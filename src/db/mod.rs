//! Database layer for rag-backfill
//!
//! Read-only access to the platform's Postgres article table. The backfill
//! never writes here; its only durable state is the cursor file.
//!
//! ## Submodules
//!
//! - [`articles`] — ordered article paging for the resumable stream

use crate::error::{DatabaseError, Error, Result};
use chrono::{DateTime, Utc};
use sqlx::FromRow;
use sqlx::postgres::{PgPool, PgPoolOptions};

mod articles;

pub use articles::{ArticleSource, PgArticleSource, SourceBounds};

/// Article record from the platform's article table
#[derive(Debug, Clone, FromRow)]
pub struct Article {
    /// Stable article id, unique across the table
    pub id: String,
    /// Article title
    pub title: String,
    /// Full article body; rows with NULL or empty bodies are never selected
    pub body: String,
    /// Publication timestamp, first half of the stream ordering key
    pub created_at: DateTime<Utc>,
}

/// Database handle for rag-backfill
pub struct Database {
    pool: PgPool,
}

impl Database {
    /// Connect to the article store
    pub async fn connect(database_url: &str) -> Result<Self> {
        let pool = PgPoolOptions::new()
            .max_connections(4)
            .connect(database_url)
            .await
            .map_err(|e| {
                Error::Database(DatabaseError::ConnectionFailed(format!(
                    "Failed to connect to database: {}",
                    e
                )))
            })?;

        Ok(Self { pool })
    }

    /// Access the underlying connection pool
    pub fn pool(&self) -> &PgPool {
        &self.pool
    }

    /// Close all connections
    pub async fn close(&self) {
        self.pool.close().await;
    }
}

++++++++

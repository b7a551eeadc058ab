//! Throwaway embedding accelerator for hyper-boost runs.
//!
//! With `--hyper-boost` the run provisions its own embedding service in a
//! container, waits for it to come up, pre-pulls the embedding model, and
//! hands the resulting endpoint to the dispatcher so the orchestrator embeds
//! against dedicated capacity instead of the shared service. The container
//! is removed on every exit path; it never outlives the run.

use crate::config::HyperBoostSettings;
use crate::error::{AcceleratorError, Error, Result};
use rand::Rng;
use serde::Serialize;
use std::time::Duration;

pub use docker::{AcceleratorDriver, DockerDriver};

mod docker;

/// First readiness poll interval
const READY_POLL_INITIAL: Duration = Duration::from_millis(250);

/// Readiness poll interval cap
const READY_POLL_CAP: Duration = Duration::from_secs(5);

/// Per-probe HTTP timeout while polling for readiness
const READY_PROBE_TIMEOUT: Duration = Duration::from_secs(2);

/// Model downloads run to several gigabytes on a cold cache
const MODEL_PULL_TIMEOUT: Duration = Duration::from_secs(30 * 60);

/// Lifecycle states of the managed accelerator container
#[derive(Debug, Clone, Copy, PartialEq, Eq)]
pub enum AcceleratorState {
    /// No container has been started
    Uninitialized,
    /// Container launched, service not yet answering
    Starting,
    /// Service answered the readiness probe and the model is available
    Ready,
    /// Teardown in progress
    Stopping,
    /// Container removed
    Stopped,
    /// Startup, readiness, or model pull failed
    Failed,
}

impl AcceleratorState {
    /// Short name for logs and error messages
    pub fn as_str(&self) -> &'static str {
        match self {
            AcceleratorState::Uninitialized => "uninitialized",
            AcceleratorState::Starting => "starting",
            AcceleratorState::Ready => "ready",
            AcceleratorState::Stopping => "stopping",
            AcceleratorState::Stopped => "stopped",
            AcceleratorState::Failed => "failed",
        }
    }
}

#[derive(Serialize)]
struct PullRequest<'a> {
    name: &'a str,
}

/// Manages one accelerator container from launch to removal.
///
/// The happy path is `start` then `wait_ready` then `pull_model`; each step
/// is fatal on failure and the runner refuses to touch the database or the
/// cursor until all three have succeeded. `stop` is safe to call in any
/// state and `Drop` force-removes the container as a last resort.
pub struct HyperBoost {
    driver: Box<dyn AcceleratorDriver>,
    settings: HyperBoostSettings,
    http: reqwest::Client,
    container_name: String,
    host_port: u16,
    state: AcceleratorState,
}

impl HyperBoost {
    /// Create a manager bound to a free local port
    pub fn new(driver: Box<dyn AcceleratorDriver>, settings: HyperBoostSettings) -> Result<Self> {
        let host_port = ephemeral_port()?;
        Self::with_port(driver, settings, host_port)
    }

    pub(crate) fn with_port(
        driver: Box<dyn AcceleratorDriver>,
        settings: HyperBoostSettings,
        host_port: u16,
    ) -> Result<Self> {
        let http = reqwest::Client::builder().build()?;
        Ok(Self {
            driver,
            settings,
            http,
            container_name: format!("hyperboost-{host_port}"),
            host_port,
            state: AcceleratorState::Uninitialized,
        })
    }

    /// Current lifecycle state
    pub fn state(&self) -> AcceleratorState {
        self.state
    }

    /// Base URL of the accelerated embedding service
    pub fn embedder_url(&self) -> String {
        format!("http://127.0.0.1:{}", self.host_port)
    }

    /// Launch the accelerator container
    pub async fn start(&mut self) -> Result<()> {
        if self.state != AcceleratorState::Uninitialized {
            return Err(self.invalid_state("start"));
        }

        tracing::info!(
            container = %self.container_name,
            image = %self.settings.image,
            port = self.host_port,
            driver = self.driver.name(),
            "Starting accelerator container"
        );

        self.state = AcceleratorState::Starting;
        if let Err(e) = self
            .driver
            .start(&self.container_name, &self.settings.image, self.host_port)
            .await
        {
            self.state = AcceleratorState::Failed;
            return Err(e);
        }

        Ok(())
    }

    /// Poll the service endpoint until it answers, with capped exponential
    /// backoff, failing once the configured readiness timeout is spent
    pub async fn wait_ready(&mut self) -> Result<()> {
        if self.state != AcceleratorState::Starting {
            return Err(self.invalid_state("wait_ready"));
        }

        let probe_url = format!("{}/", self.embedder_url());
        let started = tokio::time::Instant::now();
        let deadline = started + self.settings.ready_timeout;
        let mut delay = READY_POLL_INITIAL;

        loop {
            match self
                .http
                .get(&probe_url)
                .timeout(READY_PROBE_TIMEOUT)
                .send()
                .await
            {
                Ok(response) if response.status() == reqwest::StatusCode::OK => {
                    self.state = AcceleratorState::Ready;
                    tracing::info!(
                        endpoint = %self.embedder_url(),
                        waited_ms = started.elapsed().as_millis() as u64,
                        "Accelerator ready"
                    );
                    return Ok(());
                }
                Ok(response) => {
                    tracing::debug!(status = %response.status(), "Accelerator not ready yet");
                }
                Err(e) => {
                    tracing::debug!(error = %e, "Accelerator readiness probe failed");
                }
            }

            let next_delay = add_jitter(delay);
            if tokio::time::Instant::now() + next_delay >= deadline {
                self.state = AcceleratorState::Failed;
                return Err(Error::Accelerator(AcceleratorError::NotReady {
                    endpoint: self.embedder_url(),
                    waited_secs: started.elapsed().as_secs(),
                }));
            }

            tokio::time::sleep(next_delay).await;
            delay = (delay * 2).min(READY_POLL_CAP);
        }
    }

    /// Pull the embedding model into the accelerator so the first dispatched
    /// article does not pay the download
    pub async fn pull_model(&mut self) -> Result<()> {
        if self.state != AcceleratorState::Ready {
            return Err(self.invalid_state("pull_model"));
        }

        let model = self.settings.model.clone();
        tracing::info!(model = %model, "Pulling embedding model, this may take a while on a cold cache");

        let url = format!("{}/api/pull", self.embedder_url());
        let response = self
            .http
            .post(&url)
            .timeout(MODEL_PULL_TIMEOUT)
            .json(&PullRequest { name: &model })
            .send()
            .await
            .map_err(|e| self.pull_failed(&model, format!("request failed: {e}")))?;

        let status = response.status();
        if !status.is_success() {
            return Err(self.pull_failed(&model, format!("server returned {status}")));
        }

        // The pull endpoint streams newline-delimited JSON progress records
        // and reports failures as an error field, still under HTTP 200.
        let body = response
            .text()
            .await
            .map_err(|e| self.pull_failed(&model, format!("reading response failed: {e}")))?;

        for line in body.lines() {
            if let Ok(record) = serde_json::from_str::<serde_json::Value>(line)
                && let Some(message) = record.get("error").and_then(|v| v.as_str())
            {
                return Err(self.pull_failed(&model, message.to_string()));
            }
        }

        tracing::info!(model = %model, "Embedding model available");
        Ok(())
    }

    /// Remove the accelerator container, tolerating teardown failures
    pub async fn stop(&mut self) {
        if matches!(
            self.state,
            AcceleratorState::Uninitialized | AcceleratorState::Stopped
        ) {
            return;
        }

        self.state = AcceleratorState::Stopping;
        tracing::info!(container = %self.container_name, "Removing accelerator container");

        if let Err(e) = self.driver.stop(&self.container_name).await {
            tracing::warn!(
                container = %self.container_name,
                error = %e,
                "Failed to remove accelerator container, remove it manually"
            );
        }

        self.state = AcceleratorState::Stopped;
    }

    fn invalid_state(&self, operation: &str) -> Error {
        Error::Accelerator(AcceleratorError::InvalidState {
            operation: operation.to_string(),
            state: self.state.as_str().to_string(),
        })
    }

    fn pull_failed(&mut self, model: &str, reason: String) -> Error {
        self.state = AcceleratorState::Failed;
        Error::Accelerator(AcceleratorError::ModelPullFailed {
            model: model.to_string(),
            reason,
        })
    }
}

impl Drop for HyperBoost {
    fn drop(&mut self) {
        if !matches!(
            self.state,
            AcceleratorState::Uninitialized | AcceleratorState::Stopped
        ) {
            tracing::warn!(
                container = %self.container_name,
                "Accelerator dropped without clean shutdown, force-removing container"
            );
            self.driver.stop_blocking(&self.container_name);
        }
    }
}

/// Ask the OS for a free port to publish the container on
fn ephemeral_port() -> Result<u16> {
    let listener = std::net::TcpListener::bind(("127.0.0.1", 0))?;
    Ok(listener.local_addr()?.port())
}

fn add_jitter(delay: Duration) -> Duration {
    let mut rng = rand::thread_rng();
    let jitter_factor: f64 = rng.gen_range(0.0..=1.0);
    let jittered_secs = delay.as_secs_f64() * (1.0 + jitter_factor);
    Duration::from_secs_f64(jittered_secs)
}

++++++++

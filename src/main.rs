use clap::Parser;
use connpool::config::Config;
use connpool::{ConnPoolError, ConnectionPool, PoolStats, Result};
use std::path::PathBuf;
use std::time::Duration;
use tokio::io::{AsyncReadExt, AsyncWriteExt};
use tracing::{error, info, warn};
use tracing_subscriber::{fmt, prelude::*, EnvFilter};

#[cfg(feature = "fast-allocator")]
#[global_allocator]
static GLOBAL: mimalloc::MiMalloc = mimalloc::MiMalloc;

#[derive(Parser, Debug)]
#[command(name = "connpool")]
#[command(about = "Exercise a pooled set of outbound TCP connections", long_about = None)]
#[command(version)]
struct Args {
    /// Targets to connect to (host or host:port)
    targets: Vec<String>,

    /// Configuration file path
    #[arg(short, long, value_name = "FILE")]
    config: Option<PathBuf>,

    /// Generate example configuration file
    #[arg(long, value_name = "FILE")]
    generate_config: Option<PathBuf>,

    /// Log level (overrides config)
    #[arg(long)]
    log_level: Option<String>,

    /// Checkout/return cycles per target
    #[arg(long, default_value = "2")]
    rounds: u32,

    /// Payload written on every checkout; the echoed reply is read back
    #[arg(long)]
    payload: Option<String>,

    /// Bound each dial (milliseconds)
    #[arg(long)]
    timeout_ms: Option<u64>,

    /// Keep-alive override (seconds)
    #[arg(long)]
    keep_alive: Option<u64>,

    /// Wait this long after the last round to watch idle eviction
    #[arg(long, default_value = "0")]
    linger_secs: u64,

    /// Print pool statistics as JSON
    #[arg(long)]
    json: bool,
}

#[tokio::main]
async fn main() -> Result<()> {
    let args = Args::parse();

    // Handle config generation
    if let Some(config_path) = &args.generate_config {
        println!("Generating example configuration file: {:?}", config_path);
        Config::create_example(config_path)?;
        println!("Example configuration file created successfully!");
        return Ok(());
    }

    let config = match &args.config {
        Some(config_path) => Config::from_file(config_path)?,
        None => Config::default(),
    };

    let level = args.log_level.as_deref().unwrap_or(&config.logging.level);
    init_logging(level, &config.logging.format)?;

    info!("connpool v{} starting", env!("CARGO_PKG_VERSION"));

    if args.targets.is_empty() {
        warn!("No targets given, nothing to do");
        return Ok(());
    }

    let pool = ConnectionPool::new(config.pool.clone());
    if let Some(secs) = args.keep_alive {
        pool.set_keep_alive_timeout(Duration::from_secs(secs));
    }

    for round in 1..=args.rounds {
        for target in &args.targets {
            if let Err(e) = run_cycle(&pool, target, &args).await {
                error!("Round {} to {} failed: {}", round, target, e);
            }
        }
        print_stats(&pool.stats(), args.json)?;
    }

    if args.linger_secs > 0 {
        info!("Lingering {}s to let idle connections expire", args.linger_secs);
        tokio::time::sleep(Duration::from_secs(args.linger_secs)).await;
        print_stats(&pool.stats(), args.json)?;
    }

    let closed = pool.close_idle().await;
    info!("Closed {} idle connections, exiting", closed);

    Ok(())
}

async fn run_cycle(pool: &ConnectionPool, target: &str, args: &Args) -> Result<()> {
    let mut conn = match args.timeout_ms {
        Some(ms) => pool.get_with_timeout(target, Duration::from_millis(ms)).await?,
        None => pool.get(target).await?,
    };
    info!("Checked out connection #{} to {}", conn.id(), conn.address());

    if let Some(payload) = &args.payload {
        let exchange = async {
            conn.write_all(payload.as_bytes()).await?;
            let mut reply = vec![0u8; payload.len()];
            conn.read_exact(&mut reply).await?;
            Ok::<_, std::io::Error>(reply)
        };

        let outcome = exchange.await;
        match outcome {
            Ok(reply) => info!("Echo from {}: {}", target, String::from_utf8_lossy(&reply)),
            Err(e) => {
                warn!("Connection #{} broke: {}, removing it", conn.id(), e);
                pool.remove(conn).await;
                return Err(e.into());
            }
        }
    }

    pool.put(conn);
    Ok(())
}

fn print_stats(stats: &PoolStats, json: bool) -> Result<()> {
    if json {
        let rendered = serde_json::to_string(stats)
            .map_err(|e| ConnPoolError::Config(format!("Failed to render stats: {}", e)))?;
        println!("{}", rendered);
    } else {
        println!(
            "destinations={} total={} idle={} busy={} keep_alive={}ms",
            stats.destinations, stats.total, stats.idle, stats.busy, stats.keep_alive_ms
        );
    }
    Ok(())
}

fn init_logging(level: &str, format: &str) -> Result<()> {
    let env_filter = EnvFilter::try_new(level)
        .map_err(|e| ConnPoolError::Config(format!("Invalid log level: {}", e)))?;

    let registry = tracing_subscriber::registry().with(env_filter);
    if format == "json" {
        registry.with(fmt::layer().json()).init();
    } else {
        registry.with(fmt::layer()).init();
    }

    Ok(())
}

++++++++

= What to produce =
Copy each line of the listing that contains the string "body".

= Exercise output =
    /// Full article body; rows with NULL or empty bodies are never selected
    pub body: String,
        let body = response
        for line in body.lines() {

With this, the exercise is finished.